Touching The Limits Of Knowledge

Cosmology and our View of the World


Is Information an Irreducible Entity in the World?
Austin Purves


Summary by Alex Miklos

Information: Definitions, Understanding, and Implications

At this point in the semester we have covered topics ranging from what constitutes life to what constitutes consciousness to what constitutes the “dark” 96% of the universe, yet underlying each and every discussion and each and every presentation is an entity so fundamental, so basic, that it is easily neglected. It is an entity ignored so often in common discourse either because it is taken for granted or because the concept itself rests on the most massive of scales. Austin Purves accepted the challenge of creating a presentation to help identify, examine, and explain the most essential and omnipresent unit of the universe, the entity of information.

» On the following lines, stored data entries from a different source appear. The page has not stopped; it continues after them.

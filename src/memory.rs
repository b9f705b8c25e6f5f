//! In-process conversation log.
//!
//! Turns are appended in order and never removed; the rendered form is the
//! history prefix of every language model request.

use std::fmt;

/// Who produced a turn.
#[derive(Debug, Clone, Copy, PartialEq, Eq, Hash)]
pub enum Role {
    User,
    Bot,
    System,
}

impl Role {
    /// Label used when rendering the conversation for the model.
    #[must_use]
    pub fn label(self) -> &'static str {
        match self {
            Self::User => "User",
            Self::Bot => "Bot",
            Self::System => "System",
        }
    }
}

impl fmt::Display for Role {
    fn fmt(&self, f: &mut fmt::Formatter<'_>) -> fmt::Result {
        f.write_str(self.label())
    }
}

/// One message in the conversation log.
#[derive(Debug, Clone, PartialEq, Eq)]
pub struct Turn {
    role: Role,
    text: String,
}

impl Turn {
    pub fn new(role: Role, text: impl Into<String>) -> Self {
        Self {
            role,
            text: text.into(),
        }
    }

    pub fn user(text: impl Into<String>) -> Self {
        Self::new(Role::User, text)
    }

    pub fn bot(text: impl Into<String>) -> Self {
        Self::new(Role::Bot, text)
    }

    pub fn system(text: impl Into<String>) -> Self {
        Self::new(Role::System, text)
    }

    #[must_use]
    pub fn role(&self) -> Role {
        self.role
    }

    #[must_use]
    pub fn text(&self) -> &str {
        &self.text
    }
}

/// Append-only ordered log of turns for the lifetime of the session.
#[derive(Debug, Clone, Default)]
pub struct ConversationMemory {
    turns: Vec<Turn>,
}

impl ConversationMemory {
    #[must_use]
    pub fn new() -> Self {
        Self::default()
    }

    /// Add a turn at the end of the log.
    pub fn append(&mut self, turn: Turn) {
        self.turns.push(turn);
    }

    /// Render every turn as a `"<Role>: <text>"` line, in append order.
    #[must_use]
    pub fn render_context(&self) -> String {
        self.turns
            .iter()
            .map(|t| format!("{}: {}", t.role, t.text))
            .collect::<Vec<_>>()
            .join("\n")
    }

    #[must_use]
    pub fn turns(&self) -> &[Turn] {
        &self.turns
    }

    #[must_use]
    pub fn last(&self) -> Option<&Turn> {
        self.turns.last()
    }

    #[must_use]
    pub fn len(&self) -> usize {
        self.turns.len()
    }

    #[must_use]
    pub fn is_empty(&self) -> bool {
        self.turns.is_empty()
    }
}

How does one begin to define information? Three approaches are utilized in order to grasp a basic idea of what to look for in defining it. The three approaches are:

Reductionist Non-Reductionist Antireductionist

This approach believes that information can be reduced into a single concept from which all else is derived.

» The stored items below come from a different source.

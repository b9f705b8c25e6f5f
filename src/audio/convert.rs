//! Sample format helpers shared by capture and playback.

/// Convert interleaved multi-channel audio to mono by averaging channels.
pub fn to_mono(data: &[f32], channels: u16) -> Vec<f32> {
    let ch = channels.max(1) as usize;
    if ch == 1 {
        return data.to_vec();
    }
    data.chunks_exact(ch)
        .map(|frame| frame.iter().sum::<f32>() / ch as f32)
        .collect()
}

/// Simple linear-interpolation resampler for mono audio.
///
/// Good enough for speech in both directions (48kHz → 16kHz capture,
/// 22.05kHz → 48kHz playback).
pub fn resample(samples: &[f32], src_rate: u32, dst_rate: u32) -> Vec<f32> {
    if src_rate == dst_rate || samples.is_empty() || src_rate == 0 || dst_rate == 0 {
        return samples.to_vec();
    }

    let ratio = src_rate as f64 / dst_rate as f64;
    let out_len = (samples.len() as f64 / ratio) as usize;
    let mut output = Vec::with_capacity(out_len);

    for i in 0..out_len {
        let src_pos = i as f64 * ratio;
        let idx = src_pos as usize;
        let frac = src_pos - idx as f64;

        let sample = if idx + 1 < samples.len() {
            samples[idx] as f64 * (1.0 - frac) + samples[idx + 1] as f64 * frac
        } else {
            samples[idx.min(samples.len() - 1)] as f64
        };

        output.push(sample as f32);
    }

    output
}

/// Linear resampler for audio that arrives in chunks, such as device callbacks.
///
/// The read position and the last input sample carry over between calls, so
/// output timing does not depend on how the input was split.
#[derive(Debug, Clone)]
pub struct StreamResampler {
    step: f64,
    position: f64,
    carry: Option<f32>,
}

impl StreamResampler {
    pub fn new(src_rate: u32, dst_rate: u32) -> Self {
        let step = if src_rate == 0 || dst_rate == 0 {
            1.0
        } else {
            f64::from(src_rate) / f64::from(dst_rate)
        };
        Self {
            step,
            position: 0.0,
            carry: None,
        }
    }

    /// Resample the next chunk. The final input sample is held back until the
    /// following chunk arrives.
    pub fn process(&mut self, chunk: &[f32]) -> Vec<f32> {
        if chunk.is_empty() {
            return Vec::new();
        }

        let mut buf = Vec::with_capacity(chunk.len() + 1);
        buf.extend(self.carry);
        buf.extend_from_slice(chunk);

        let last = (buf.len() - 1) as f64;
        let mut output = Vec::with_capacity((last / self.step) as usize + 1);
        while self.position < last {
            let idx = self.position as usize;
            let frac = self.position - idx as f64;
            let sample = f64::from(buf[idx]) * (1.0 - frac) + f64::from(buf[idx + 1]) * frac;
            output.push(sample as f32);
            self.position += self.step;
        }

        self.position -= last;
        self.carry = buf.last().copied();
        output
    }
}

/// Convert f32 samples in \[-1, 1\] to 16-bit PCM.
pub fn to_pcm16(samples: &[f32]) -> Vec<i16> {
    samples
        .iter()
        .map(|s| (s.clamp(-1.0, 1.0) * i16::MAX as f32).round() as i16)
        .collect()
}

/// Convert 16-bit PCM to f32 samples in \[-1, 1\].
pub fn from_pcm16(samples: &[i16]) -> Vec<f32> {
    samples
        .iter()
        .map(|&s| s as f32 / i16::MAX as f32)
        .collect()
}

The problem with reductionism is that it tends to place restrictions on what can or can not be defined as information since there is only one central concept. This is problematic when considering the severe differences between distinct entities in the universe (e.g. tree rings and poetry).

This approach leans towards the idea that information consists of multiple central notions rather than just one.

A non-reductionist approach is the plausible when dealing with the task of defining information in acceptably flexible terms.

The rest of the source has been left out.